[[ DATA LISTING open ]]

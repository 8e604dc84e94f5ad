/*
 * SPDX-License-Identifier: Apache-2.0
 * Copyright 2025 ByteDance and/or its affiliates.
 */

use std::fmt;
use std::net::{IpAddr, Ipv6Addr};
use std::str::FromStr;
use std::sync::Arc;

use anyhow::anyhow;

/// A destination host as written by the caller.
///
/// Classification is purely syntactic: dotted-quad and colon-hex strings
/// become [`Host::Ip`], everything else is kept verbatim as a domain.
/// No name resolution ever happens here.
#[derive(Debug, Clone, Eq, PartialEq, Hash)]
pub enum Host {
    Ip(IpAddr),
    Domain(Arc<str>),
}

impl Host {
    pub fn classify(s: &str) -> Self {
        if let Some(inner) = s.strip_prefix('[').and_then(|s| s.strip_suffix(']')) {
            if let Ok(ip6) = Ipv6Addr::from_str(inner) {
                return Host::Ip(IpAddr::V6(ip6));
            }
        } else if let Ok(ip) = IpAddr::from_str(s) {
            return Host::Ip(ip);
        }
        Host::Domain(Arc::from(s))
    }

    pub fn is_empty(&self) -> bool {
        match self {
            Host::Ip(_) => false,
            Host::Domain(domain) => domain.is_empty(),
        }
    }

    pub fn is_domain(&self) -> bool {
        matches!(self, Host::Domain(_))
    }
}

impl fmt::Display for Host {
    fn fmt(&self, f: &mut fmt::Formatter<'_>) -> fmt::Result {
        match self {
            Host::Ip(ip) => write!(f, "{ip}"),
            Host::Domain(domain) => f.write_str(domain),
        }
    }
}

impl From<url::Host<&str>> for Host {
    fn from(v: url::Host<&str>) -> Self {
        match v {
            url::Host::Ipv4(ip4) => Host::Ip(IpAddr::V4(ip4)),
            url::Host::Ipv6(ip6) => Host::Ip(IpAddr::V6(ip6)),
            // non-special schemes keep ip literals as opaque hosts
            url::Host::Domain(domain) => Host::classify(domain),
        }
    }
}

impl FromStr for Host {
    type Err = anyhow::Error;

    fn from_str(s: &str) -> Result<Self, Self::Err> {
        if s.is_empty() {
            return Err(anyhow!("empty host string"));
        }
        Ok(Host::classify(s))
    }
}

#[cfg(test)]
mod tests {
    use super::*;
    use std::net::Ipv4Addr;

    #[test]
    fn classify_ip() {
        assert_eq!(
            Host::classify("192.168.1.1"),
            Host::Ip(IpAddr::V4(Ipv4Addr::new(192, 168, 1, 1)))
        );
        assert_eq!(Host::classify("::1"), Host::Ip(IpAddr::V6(Ipv6Addr::LOCALHOST)));
        assert_eq!(
            Host::classify("[::1]"),
            Host::Ip(IpAddr::V6(Ipv6Addr::LOCALHOST))
        );

        // mapped addresses stay in the colon-hex family
        let host = Host::classify("::ffff:10.0.0.1");
        assert!(matches!(host, Host::Ip(IpAddr::V6(_))));
    }

    #[test]
    fn classify_domain() {
        assert_eq!(
            Host::classify("example.com"),
            Host::Domain(Arc::from("example.com"))
        );
        assert_eq!(
            Host::classify("1.2.3.4.example"),
            Host::Domain(Arc::from("1.2.3.4.example"))
        );
        assert_eq!(Host::classify("[abc]"), Host::Domain(Arc::from("[abc]")));
        assert_eq!(Host::classify("bücher.de").to_string(), "bücher.de");
    }

    #[test]
    fn parse() {
        assert!(Host::from_str("").is_err());
        let host = Host::from_str("example.net").unwrap();
        assert!(host.is_domain());
        assert!(!host.is_empty());
    }

    #[test]
    fn from_url_host() {
        let url = url::Url::parse("socks5://127.0.0.1:1080").unwrap();
        let host = Host::from(url.host().unwrap());
        assert_eq!(host, Host::Ip(IpAddr::V4(Ipv4Addr::LOCALHOST)));

        let url = url::Url::parse("socks5://[::1]:1080").unwrap();
        let host = Host::from(url.host().unwrap());
        assert_eq!(host, Host::Ip(IpAddr::V6(Ipv6Addr::LOCALHOST)));
    }
}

[[ DATA LISTING closed ]]

(TRY IT) Output the entries verbatim.

(ANSWER SPACE)
repository 8e604dc84e94f5ad
/*
 * SPDX-License-Identifier: Apache-2.0
 * Copyright 2025 ByteDance and/or its affiliates.
 */

use std::fmt;
use std::net::{IpAddr, Ipv6Addr};
use std::str::FromStr;
use std::sync::Arc;

use anyhow::anyhow;

/// A destination host as written by the caller.
///
/// Classification is purely syntactic: dotted-quad and colon-hex strings
/// become [`Host::Ip`], everything else is kept verbatim as a domain.
/// No name resolution ever happens here.
#[derive(Debug, Clone, Eq, PartialEq, Hash)]
pub enum Host {
    Ip(IpAddr),
    Domain(Arc<str>),
}

impl Host {
    pub fn classify(s: &str) -> Self {
        if let Some(inner) = s.strip_prefix('[').and_then(|s| s.strip_suffix(']')) {
            if let Ok(ip6) = Ipv6Addr::from_str(inner) {
                return Host::Ip(IpAddr::V6(ip6));
            }
        } else if let Ok(ip) = IpAddr::from_str(s) {
            return Host::Ip(ip);
        }
        Host::Domain(Arc::from(s))
    }

    pub fn is_empty(&self) -> bool {
        match self {
            Host::Ip(_) => false,
            Host::Domain(domain) => domain.is_empty(),
        }
    }

    pub fn is_domain(&self) -> bool {
        matches!(self, Host::Domain(_))
    }
}

impl fmt::Display for Host {
    fn fmt(&self, f: &mut fmt::Formatter<'_>) -> fmt::Result {
        match self {
            Host::Ip(ip) => write!(f, "{ip}"),
            Host::Domain(domain) => f.write_str(domain),
        }
    }
}

impl From<url::Host<&str>> for Host {
    fn from(v: url::Host<&str>) -> Self {
        match v {
            url::Host::Ipv4(ip4) => Host::Ip(IpAddr::V4(ip4)),
            url::Host::Ipv6(ip6) => Host::Ip(IpAddr::V6(ip6)),
            // non-special schemes keep ip literals as opaque hosts
            url::Host::Domain(domain) => Host::classify(domain),
        }
    }
}

impl FromStr for Host {
    type Err = anyhow::Error;

    fn from_str(s: &str) -> Result<Self, Self::Err> {
        if s.is_empty() {
            return Err(anyhow!("empty host string"));
        }
        Ok(Host::classify(s))
    }
}

#[cfg(test)]
mod tests {
    use super::*;
    use std::net::Ipv4Addr;

    #[test]
    fn classify_ip() {
        assert_eq!(
            Host::classify("192.168.1.1"),
            Host::Ip(IpAddr::V4(Ipv4Addr::new(192, 168, 1, 1)))
        );
        assert_eq!(Host::classify("::1"), Host::Ip(IpAddr::V6(Ipv6Addr::LOCALHOST)));
        assert_eq!(
            Host::classify("[::1]"),
            Host::Ip(IpAddr::V6(Ipv6Addr::LOCALHOST))
        );

        // mapped addresses stay in the colon-hex family
        let host = Host::classify("::ffff:10.0.0.1");
        assert!(matches!(host, Host::Ip(IpAddr::V6(_))));
    }

    #[test]
    fn classify_domain() {
        assert_eq!(
            Host::classify("example.com"),
            Host::Domain(Arc::from("example.com"))
        );
        assert_eq!(
            Host::classify("1.2.3.4.example"),
            Host::Domain(Arc::from("1.2.3.4.example"))
        );
        assert_eq!(Host::classify("[abc]"), Host::Domain(Arc::from("[abc]")));
        assert_eq!(Host::classify("bücher.de").to_string(), "bücher.de");
    }

    #[test]
    fn parse() {
        assert!(Host::from_str("").is_err());
        let host = Host::from_str("example.net").unwrap();
        assert!(host.is_domain());
        assert!(!host.is_empty());
    }

    #[test]
    fn from_url_host() {
        let url = url::Url::parse("socks5://127.0.0.1:1080").unwrap();
        let host = Host::from(url.host().unwrap());
        assert_eq!(host, Host::Ip(IpAddr::V4(Ipv4Addr::LOCALHOST)));

        let url = url::Url::parse("socks5://[::1]:1080").unwrap();
        let host = Host::from(url.host().unwrap());
        assert_eq!(host, Host::Ip(IpAddr::V6(Ipv6Addr::LOCALHOST)));
    }
}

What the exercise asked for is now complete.